How much weight can you lose in 180 days?
On average, expect to lose 26 – 51 pounds in 180 days. It is a safe and healthy amount of time for most people to lose in 180 days. It’s also in line with what most experts such as the CDC (center for disease control and prevention) recommend for weight loss.
With a daily calorie deficit of 500, expect to lose 26 pounds in 180 days. Double it to a daily calorie deficit of 1000 to lose 51 pounds in 180 days.
While it is possible to lose more weight in 180 days, it is not recommended. You’d have to resort to unhealthy measures such as; severely restricting your calories or exercising too long to lose more weight.
Overall, it’s better to lose weight at the recommended rate as it increases the likelihood that you keep it off for good.
Eat fewer Calories
The first step to losing weight in 180 days is to eat fewer calories. It creates a calorie deficit as the body burns more calories than what you consume. It takes a calorie deficit of 3500 to lose a pound of fat.
Most experts recommend reducing your calories by at least 500 – 1000 to start losing weight. It is enough to jumpstart weight loss without leaving you feeling deprived. Start by cutting out high-calorie junk food and other empty calories to decrease calories.
These include foods such as; sugary drinks, alcohol, pastries, cookies, cakes, candies, and fried foods. These foods are bad for weight loss as they contain little to no nutritional benefit yet are high in calories. These high-calorie treats have to go to lose weight in 180 days.
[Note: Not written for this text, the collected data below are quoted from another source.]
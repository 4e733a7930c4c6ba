//! SQLite error mapping.
//!
//! Maps `sqlx::Error` to `RepositoryError` from `polly_core::storage`.
//! Lock contention and pool exhaustion become `StoreUnavailable`.

use polly_core::storage::RepositoryError;
use sqlx::error::DatabaseError;

/// SQLITE_BUSY, SQLITE_LOCKED, SQLITE_LOCKED_SHAREDCACHE, SQLITE_BUSY_SNAPSHOT
const CONTENTION_CODES: [&str; 4] = ["5", "6", "262", "517"];

fn is_contention(err: &dyn DatabaseError) -> bool {
    let code_matches = err
        .code()
        .is_some_and(|code| CONTENTION_CODES.contains(&&*code));
    code_matches || err.message().contains("database is locked")
}

/// Maps a sqlx error to a RepositoryError.
///
/// # Error Mapping
///
/// - `RowNotFound` → `RepositoryError::NotFound`
/// - Pool timeouts, closed pools, I/O and lock contention → `RepositoryError::StoreUnavailable`
/// - UNIQUE / PRIMARY KEY violations → `RepositoryError::AlreadyExists`
/// - Decode errors → `RepositoryError::Serialization`
/// - All other errors → `RepositoryError::QueryFailed`
pub fn map_sqlx_error(err: sqlx::Error, entity_type: &'static str) -> RepositoryError {
    map_sqlx_error_with_id(err, entity_type, "unknown")
}

/// Maps a sqlx error with a known ID to a RepositoryError.
pub fn map_sqlx_error_with_id(
    err: sqlx::Error,
    entity_type: &'static str,
    id: impl Into<String>,
) -> RepositoryError {
    match &err {
        sqlx::Error::RowNotFound => RepositoryError::NotFound {
            entity_type,
            id: id.into(),
        },

        sqlx::Error::PoolTimedOut | sqlx::Error::PoolClosed | sqlx::Error::Io(_) => {
            RepositoryError::StoreUnavailable(err.to_string())
        }

        sqlx::Error::Database(db_err) if is_contention(db_err.as_ref()) => {
            RepositoryError::StoreUnavailable(err.to_string())
        }

        sqlx::Error::Database(db_err) if db_err.is_unique_violation() => {
            RepositoryError::AlreadyExists {
                entity_type,
                id: id.into(),
            }
        }

        sqlx::Error::ColumnDecode { .. }
        | sqlx::Error::Decode(_)
        | sqlx::Error::ColumnNotFound(_) => RepositoryError::Serialization(err.to_string()),

        _ => RepositoryError::QueryFailed(err.to_string()),
    }
}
You can also consider portion control to help you eat less. Use simple tips such as serving your food on smaller plates or bowls. Or better yet, use your plate as a serving guide. Fill half the plate with vegetables before adding protein or carbs to lose weight.
Do these to help you eat fewer calories to lose weight in 180 days.
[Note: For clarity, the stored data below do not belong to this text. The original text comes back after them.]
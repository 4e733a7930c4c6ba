//! SQLite row conversion functions.
//!
//! Pure functions for converting between SQLite rows and domain types.
//! These are testable in isolation without database access.

use chrono::{DateTime, SecondsFormat, Utc};

use polly_core::poll::{OptionId, Poll, PollId, PollOption, UserId, Vote};
use polly_core::storage::{RepositoryError, Result};

/// Columns: id, name, owner, option_count, total_votes, created_at
pub type PollRow = (i64, String, String, i64, i64, String);

/// Columns: poll_id, id, text, image, votes
pub type OptionRow = (i64, i64, String, Option<String>, i64);

/// Columns: poll_id, voter, option_id, updated_at
pub type VoteRow = (i64, String, Option<i64>, String);

// ============================================================================
// Row -> domain
// ============================================================================

pub fn row_to_poll(row: PollRow) -> Result<Poll> {
    let (id, name, owner, option_count, total_votes, created_at) = row;

    Ok(Poll {
        id: PollId(id),
        name,
        owner: UserId::new(owner),
        option_count,
        total_votes,
        created_at: parse_datetime(&created_at)?,
    })
}

pub fn row_to_option(row: OptionRow) -> PollOption {
    let (poll_id, id, text, image, votes) = row;

    PollOption {
        poll_id: PollId(poll_id),
        id: OptionId(id),
        text,
        image,
        votes,
    }
}

pub fn row_to_vote(row: VoteRow) -> Result<Vote> {
    let (poll_id, voter, option_id, updated_at) = row;

    Ok(Vote {
        poll_id: PollId(poll_id),
        voter: UserId::new(voter),
        option_id: option_id.map(OptionId),
        updated_at: parse_datetime(&updated_at)?,
    })
}

// ============================================================================
// Helpers
// ============================================================================

fn parse_datetime(s: &str) -> Result<DateTime<Utc>> {
    DateTime::parse_from_rfc3339(s)
        .map(|dt| dt.with_timezone(&Utc))
        .map_err(|e| RepositoryError::Serialization(format!("invalid timestamp {s:?}: {e}")))
}

/// Fixed-width RFC 3339 so stored timestamps sort lexicographically.
pub fn format_datetime(dt: &DateTime<Utc>) -> String {
    dt.to_rfc3339_opts(SecondsFormat::Micros, true)
}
Focus on Nutrition-dense foods
Focus on eating more nutrient-dense foods such as vegetables, complex carbs, fiber, and protein to lose weight in 180 days. These foods are great for weight loss as they keep you full for longer.
Start your day with fiber-rich oatmeal or omelet, instead of sugar-filled cereal. Enjoy some lentils, peas, or beans for lunch. These high-fiber foods are just as filling. Choose lean meats, poultry, or fish for protein.
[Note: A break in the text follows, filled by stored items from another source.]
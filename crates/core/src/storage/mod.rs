mod error;
mod http_mapping;
mod traits;
mod transaction;
mod types;

pub use error::{RepositoryError, Result};
pub use http_mapping::{poll_error_to_status_code, repository_error_to_status_code};
pub use traits::{EntityStore, StoreTransaction, TransactionScope};
pub use transaction::run_in_transaction;
pub use types::{ensure_in_group, Entity, EntityKey, EntityQuery};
Veggies such as; kale, spinach, or Brussel sprouts should always be part of your plates. These veggies are a great way to add volume to your meals. Also, as they’re low in calories, you can enjoy an extra serving or two and improve satiety.
Choose healthier snacks in between meals such as; fresh fruit, healthy nuts, hard-boiled eggs. Eat these instead of high-calorie processed snacks such as tortilla chips.
If you struggle with a busy schedule, consider meal prep. This way, you can prepare your lunch at home and carry it to work with you to avoid the temptation of fast food.
Exercise To Lose Weight
It is recommended that healthy adults spend at least 1-hour exercising daily. It is not only good for health but also for weight loss. The good thing about exercising for weight loss is that the more you weigh, the more calories you burn.
Cardio exercises such as; walking, running, rowing, jumping rope help burn calories fast. Howeevr, cardio is not the only option, you can also consider weight training. Weight training exercises such as; squats, deadlifts, and planks help build muscle and boost your metabolism.
Focus on workouts you enjoy doing as you get started. You’re more likely to be consistent this way. If you hate exercising outdoors, invest in quality at-home workout equipment.
How Much Weight Can You Lose In 180 Days? Conclusion
On average, expect to lose 26 – 51 pounds in 180 days. It is a safe and healthy amount to lose in 180 days.